WHAT YOU NEED TO DO: Check each line of the entries below for the word "generate", and copy out the ones that have it.
#### DATA FOR PROCESSING
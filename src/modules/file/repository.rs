use chrono::{DateTime, Utc};
use futures_util::stream::BoxStream;
use uuid::Uuid;

use crate::{
    api::error,
    modules::file::{model::NewFile, schema::FileEntity},
};

/// Position of the last record seen while walking expired records.
pub type ExpiryCursor = (DateTime<Utc>, Uuid);

#[async_trait::async_trait]
pub trait FileRepository: Send + Sync {
    /// Insert a record. Fails with `DuplicateCode` when `file.code` is already
    /// live; the check and the write are one atomic step.
    async fn insert(&self, file: &NewFile) -> Result<FileEntity, error::SystemError>;

    /// When `extension` is given it must equal the stored extension.
    async fn find_by_code(
        &self,
        code: &str,
        extension: Option<&str>,
    ) -> Result<Option<FileEntity>, error::SystemError>;

    async fn find_by_id(&self, file_id: &Uuid) -> Result<Option<FileEntity>, error::SystemError>;

    /// Newest first, at most `limit` records, optionally only those uploaded
    /// strictly before `before`.
    fn list(
        &self,
        before: Option<DateTime<Utc>>,
        limit: i64,
    ) -> BoxStream<'_, Result<FileEntity, error::SystemError>>;

    /// Oldest first (`uploaded_at`, then `id`), records with
    /// `uploaded_at < cutoff` that sort strictly after `after`.
    async fn find_expired(
        &self,
        cutoff: DateTime<Utc>,
        after: Option<ExpiryCursor>,
        limit: i64,
    ) -> Result<Vec<FileEntity>, error::SystemError>;

    async fn delete_by_id(&self, file_id: &Uuid) -> Result<bool, error::SystemError>;

    /// Metadata-only bulk delete of records with `uploaded_at < cutoff`.
    /// The caller owns the matching content cleanup.
    async fn delete_expired(&self, cutoff: DateTime<Utc>) -> Result<u64, error::SystemError>;

    async fn ping(&self) -> Result<(), error::SystemError>;
}
//! Opaque blob storage for uploaded file bodies.
//!
//! Every blob is addressed by a [`ContentHandle`] minted by the store on `put`.
//! A handle is owned by exactly one file record; nothing deduplicates blobs.

pub mod disk;
pub mod memory;
pub mod pg;

pub use disk::DiskContentStore;
pub use memory::MemoryContentStore;
pub use pg::PgContentStore;

use serde::{Deserialize, Serialize};
use uuid::Uuid;

#[derive(Debug, Clone, Copy, PartialEq, Eq, Hash, Serialize, Deserialize, sqlx::Type)]
#[sqlx(transparent)]
pub struct ContentHandle(Uuid);

impl ContentHandle {
    pub fn generate() -> Self {
        Self(Uuid::now_v7())
    }
}

impl std::fmt::Display for ContentHandle {
    fn fmt(&self, f: &mut std::fmt::Formatter<'_>) -> std::fmt::Result {
        write!(f, "{}", self.0.simple())
    }
}

#[derive(Debug, thiserror::Error)]
pub enum ContentError {
    #[error("Content not found: {0}")]
    NotFound(ContentHandle),
    #[error("Content store unavailable: {0}")]
    Unavailable(String),
    #[error("Content store quota exceeded: {0}")]
    QuotaExceeded(String),
    #[error("Content IO error: {0}")]
    Io(#[from] std::io::Error),
    #[error("Content database error: {0}")]
    Database(#[from] sqlx::Error),
}

pub type ContentResult<T> = Result<T, ContentError>;

#[async_trait::async_trait]
pub trait ContentStore: Send + Sync {
    /// Store `bytes` under a fresh handle.
    async fn put(&self, bytes: Vec<u8>) -> ContentResult<ContentHandle>;

    /// Whole-blob read. Missing blobs are `ContentError::NotFound`.
    async fn get(&self, handle: &ContentHandle) -> ContentResult<Vec<u8>>;

    /// Returns `false` when nothing was stored under `handle`.
    async fn delete(&self, handle: &ContentHandle) -> ContentResult<bool>;

    /// Connectivity check used by `/health`.
    async fn ping(&self) -> ContentResult<()>;
}
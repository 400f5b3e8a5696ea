use rand::Rng;

use crate::api::error;
use crate::modules::file::{
    extension::is_reserved_code, model::FileConfig, repository::FileRepository,
};

/// Draws short random codes and pre-checks them against live records.
///
/// The pre-check only narrows the race; the record store's own uniqueness
/// guard on `insert` is what makes codes unique.
#[derive(Debug, Clone)]
pub struct CodeAllocator {
    alphabet: Vec<char>,
    length: usize,
    max_attempts: u32,
}

impl CodeAllocator {
    pub fn new(alphabet: &str, length: usize, max_attempts: u32) -> Result<Self, error::SystemError> {
        if let Some(c) = alphabet.chars().find(|c| !c.is_ascii_alphanumeric()) {
            return Err(error::SystemError::bad_request(format!(
                "Code alphabet may only contain ASCII letters and digits, found {c:?}"
            )));
        }

        let mut chars: Vec<char> = Vec::with_capacity(alphabet.len());
        for c in alphabet.chars() {
            if !chars.contains(&c) {
                chars.push(c);
            }
        }

        if chars.len() < 2 {
            return Err(error::SystemError::bad_request(
                "Code alphabet needs at least 2 distinct characters",
            ));
        }
        if length == 0 {
            return Err(error::SystemError::bad_request("Code length must be positive"));
        }
        if max_attempts == 0 {
            return Err(error::SystemError::bad_request("Code attempts must be positive"));
        }

        Ok(Self { alphabet: chars, length, max_attempts })
    }

    pub fn from_config(config: &FileConfig) -> Result<Self, error::SystemError> {
        Self::new(&config.code_alphabet, config.code_length, config.code_max_attempts)
    }

    pub fn max_attempts(&self) -> u32 {
        self.max_attempts
    }

    /// Number of distinct codes, saturating at `u128::MAX`.
    pub fn code_space(&self) -> u128 {
        let base = self.alphabet.len() as u128;
        (0..self.length).fold(1u128, |acc, _| acc.saturating_mul(base))
    }

    pub fn generate(&self) -> String {
        let mut rng = rand::thread_rng();
        (0..self.length).map(|_| self.alphabet[rng.gen_range(0..self.alphabet.len())]).collect()
    }

    /// Draw until a code has no live record and is not a reserved path, up
    /// to `max_attempts` draws.
    ///
    /// Exhaustion fails with `CodeSpaceExhausted` instead of handing out a
    /// code that is known to be taken.
    pub async fn allocate(&self, repo: &dyn FileRepository) -> Result<String, error::SystemError> {
        for attempt in 1..=self.max_attempts {
            let code = self.generate();
            if is_reserved_code(&code) {
                log::debug!("Code {} is a reserved path (attempt {}/{})", code, attempt, self.max_attempts);
                continue;
            }
            if repo.find_by_code(&code, None).await?.is_none() {
                return Ok(code);
            }
            log::debug!("Code {} already taken (attempt {}/{})", code, attempt, self.max_attempts);
        }

        log::warn!(
            "No free code after {} attempts in a space of {} codes",
            self.max_attempts,
            self.code_space()
        );
        Err(error::SystemError::CodeSpaceExhausted(self.max_attempts))
    }
}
########
WRITTEN REPLY:
    pub fn generate() -> Self {
    pub fn generate(&self) -> String {
            let code = self.generate();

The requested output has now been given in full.